■ THE PROBLEM
Please find how many lines of the data contain the string "failed", and respond with that number only.

■ DATA SHOWN
* * *

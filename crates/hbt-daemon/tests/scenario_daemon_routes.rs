//! In-process scenario tests for hbt-daemon HTTP endpoints.
//!
//! These tests spin up the Axum router **without** binding a TCP socket.
//! Each test calls `routes::build_router` and drives it via
//! `tower::ServiceExt::oneshot`; no network I/O required.

use std::sync::Arc;
use std::time::Duration;

use axum::body::Body;
use axum::http::{Request, StatusCode};
use http_body_util::BodyExt;
use serde_json::{json, Value};
use tower::ServiceExt; // oneshot

use hbt_daemon::{routes, state::AppState};
use hbt_reconcile::RawBatchRecord;
use hbt_schemas::SourceRole;
use hbt_sources::{InMemorySource, RecordSource};

// ---------------------------------------------------------------------------
// Helpers
// ---------------------------------------------------------------------------

fn make_state() -> Arc<AppState> {
    Arc::new(AppState::default())
}

/// Drive the router with a single request and return (status, body_bytes).
async fn call(st: &Arc<AppState>, req: Request<Body>) -> (StatusCode, bytes::Bytes) {
    let router = routes::build_router(Arc::clone(st));
    let resp = router.oneshot(req).await.expect("oneshot failed");
    let status = resp.status();
    let body = resp
        .into_body()
        .collect()
        .await
        .expect("body collect failed")
        .to_bytes();
    (status, body)
}

fn get(uri: &str) -> Request<Body> {
    Request::builder()
        .method("GET")
        .uri(uri)
        .body(Body::empty())
        .unwrap()
}

fn post_json(uri: &str, body: Value) -> Request<Body> {
    Request::builder()
        .method("POST")
        .uri(uri)
        .header("content-type", "application/json")
        .body(Body::from(body.to_string()))
        .unwrap()
}

fn parse_json(b: bytes::Bytes) -> Value {
    serde_json::from_slice(&b).expect("body is not valid JSON")
}

// ---------------------------------------------------------------------------
// GET /v1/health
// ---------------------------------------------------------------------------

#[tokio::test]
async fn health_returns_200_ok_true() {
    let st = make_state();
    let (status, body) = call(&st, get("/v1/health")).await;
    assert_eq!(status, StatusCode::OK);

    let json = parse_json(body);
    assert_eq!(json["ok"], true);
    assert_eq!(json["service"], "hbt-daemon");
}

// ---------------------------------------------------------------------------
// Queries
// ---------------------------------------------------------------------------

#[tokio::test]
async fn unknown_batch_is_404_with_external_id() {
    let st = make_state();
    for uri in [
        "/v1/batches/NOPE-1",
        "/v1/batches/NOPE-1/timeline",
        "/v1/batches/NOPE-1/stream",
    ] {
        let (status, body) = call(&st, get(uri)).await;
        assert_eq!(status, StatusCode::NOT_FOUND, "{uri}");
        let json = parse_json(body);
        assert_eq!(json["error"], "NOT_FOUND");
        assert_eq!(json["external_id"], "NOPE-1");
    }
}

#[tokio::test]
async fn posted_records_are_queryable_by_any_linked_id() {
    let st = make_state();
    let (status, body) = call(
        &st,
        post_json(
            "/v1/records",
            json!([
                {"sourceRole": "originator", "qrCode": "Q1", "status": "pending",
                 "createdAt": "2024-03-01T00:00:00Z"},
                {"sourceRole": "laboratory", "qrCode": "Q1", "collectionId": "COL-9",
                 "status": "tested", "labTimestamp": "2024-03-03T00:00:00Z"}
            ]),
        ),
    )
    .await;
    assert_eq!(status, StatusCode::OK);
    let json = parse_json(body);
    assert_eq!(json["results"][0]["outcome"], "merged");
    assert_eq!(json["results"][1]["outcome"], "merged");
    assert_eq!(json["results"][1]["version"], 2);

    let (status, body) = call(&st, get("/v1/batches/COL-9")).await;
    assert_eq!(status, StatusCode::OK);
    let batch = parse_json(body);
    assert_eq!(batch["status"], "Tested");
    assert_eq!(batch["contributingSources"].as_array().unwrap().len(), 2);

    let (status, body) = call(&st, get("/v1/batches/Q1/timeline")).await;
    assert_eq!(status, StatusCode::OK);
    let tl = parse_json(body);
    assert_eq!(tl["version"], 2);
    assert_eq!(tl["identity"], batch["identity"]);
    let steps = tl["steps"].as_array().unwrap();
    // Not terminal yet: no Final step.
    assert_eq!(steps.len(), 4);
    assert_eq!(steps[2]["name"], "Lab Testing");
    assert_eq!(steps[2]["state"], "Completed");
}

// ---------------------------------------------------------------------------
// POST /v1/records
// ---------------------------------------------------------------------------

#[tokio::test]
async fn malformed_single_record_is_422() {
    let st = make_state();
    let (status, body) = call(
        &st,
        post_json("/v1/records", json!({"sourceRole": "processor", "status": "processing"})),
    )
    .await;
    assert_eq!(status, StatusCode::UNPROCESSABLE_ENTITY);
    let json = parse_json(body);
    assert!(json["error"].as_str().unwrap().contains("malformed record"));
    assert_eq!(st.engine.stats().await.identities, 0);
    assert_eq!(st.engine.stats().await.records_dropped, 1);
}

#[tokio::test]
async fn mixed_batch_reports_per_record_outcomes() {
    let st = make_state();
    let (status, body) = call(
        &st,
        post_json(
            "/v1/records?role=processor",
            json!([
                {"qrCode": "Q7", "status": "processing"},
                {"status": "processed"},
                {"qrCode": "Q7", "status": "processing"}
            ]),
        ),
    )
    .await;
    assert_eq!(status, StatusCode::OK);
    let json = parse_json(body);
    let outcomes: Vec<&str> = json["results"]
        .as_array()
        .unwrap()
        .iter()
        .map(|r| r["outcome"].as_str().unwrap())
        .collect();
    assert_eq!(outcomes, vec!["merged", "dropped", "unchanged"]);
}

#[tokio::test]
async fn wrong_typed_record_is_counted_as_dropped() {
    let st = make_state();
    let (status, body) = call(
        &st,
        post_json(
            "/v1/records?role=laboratory",
            json!([
                {"qrCode": 12345, "status": "tested"},
                {"qrCode": "Q8", "status": "tested"}
            ]),
        ),
    )
    .await;
    assert_eq!(status, StatusCode::OK);
    let json = parse_json(body);
    assert_eq!(json["results"][0]["outcome"], "dropped");
    assert!(json["results"][0]["error"]
        .as_str()
        .unwrap()
        .starts_with("malformed record at position 0"));
    assert_eq!(json["results"][1]["outcome"], "merged");

    let stats = st.engine.stats().await;
    assert_eq!(stats.records_dropped, 1);
    assert_eq!(stats.identities, 1);
}

#[tokio::test]
async fn unknown_role_query_is_422() {
    let st = make_state();
    let (status, _) = call(
        &st,
        post_json("/v1/records?role=wholesaler", json!({"qrCode": "Q1"})),
    )
    .await;
    assert_eq!(status, StatusCode::UNPROCESSABLE_ENTITY);
}

// ---------------------------------------------------------------------------
// POST /v1/resync
// ---------------------------------------------------------------------------

#[tokio::test]
async fn resync_pulls_configured_sources() {
    let lab = Arc::new(InMemorySource::with_records(
        SourceRole::Laboratory,
        vec![RawBatchRecord {
            qr_code: Some("Q5".into()),
            status: Some("tested".into()),
            ..Default::default()
        }],
    ));
    let down = Arc::new(InMemorySource::new(SourceRole::Regulator));
    down.set_available(false);
    let sources: Vec<Arc<dyn RecordSource>> = vec![lab as Arc<dyn RecordSource>, down];
    let st = Arc::new(AppState::default().with_sources(sources, Duration::from_secs(1)));

    let (status, body) = call(&st, post_json("/v1/resync", json!({}))).await;
    assert_eq!(status, StatusCode::OK);
    let json = parse_json(body);
    assert_eq!(json["identities_updated"], 1);
    assert_eq!(json["sources_skipped"], 1);

    let (status, _) = call(&st, get("/v1/batches/Q5")).await;
    assert_eq!(status, StatusCode::OK);
}

// ---------------------------------------------------------------------------
// SSE
// ---------------------------------------------------------------------------

#[tokio::test]
async fn stream_delivers_batch_changed_events() {
    let st = make_state();
    let router = routes::build_router(Arc::clone(&st));
    let resp = router.oneshot(get("/v1/stream")).await.unwrap();
    assert_eq!(resp.status(), StatusCode::OK);
    assert!(resp.headers()["content-type"]
        .to_str()
        .unwrap()
        .starts_with("text/event-stream"));

    let raw = RawBatchRecord {
        qr_code: Some("Q9".into()),
        status: Some("processing".into()),
        ..Default::default()
    };
    st.engine.ingest_raw(raw, Some(SourceRole::Processor)).await;

    let mut body = resp.into_body();
    let frame = tokio::time::timeout(Duration::from_secs(5), body.frame())
        .await
        .expect("no SSE frame within timeout")
        .expect("stream ended")
        .expect("body error");
    let data = frame.into_data().expect("not a data frame");
    let text = String::from_utf8(data.to_vec()).unwrap();
    assert!(text.contains("event: batch_changed"), "{text}");
    assert!(text.contains("\"version\":1"), "{text}");
    assert!(text.contains("Q9"), "{text}");
}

* * *

■ FINAL ANSWER
2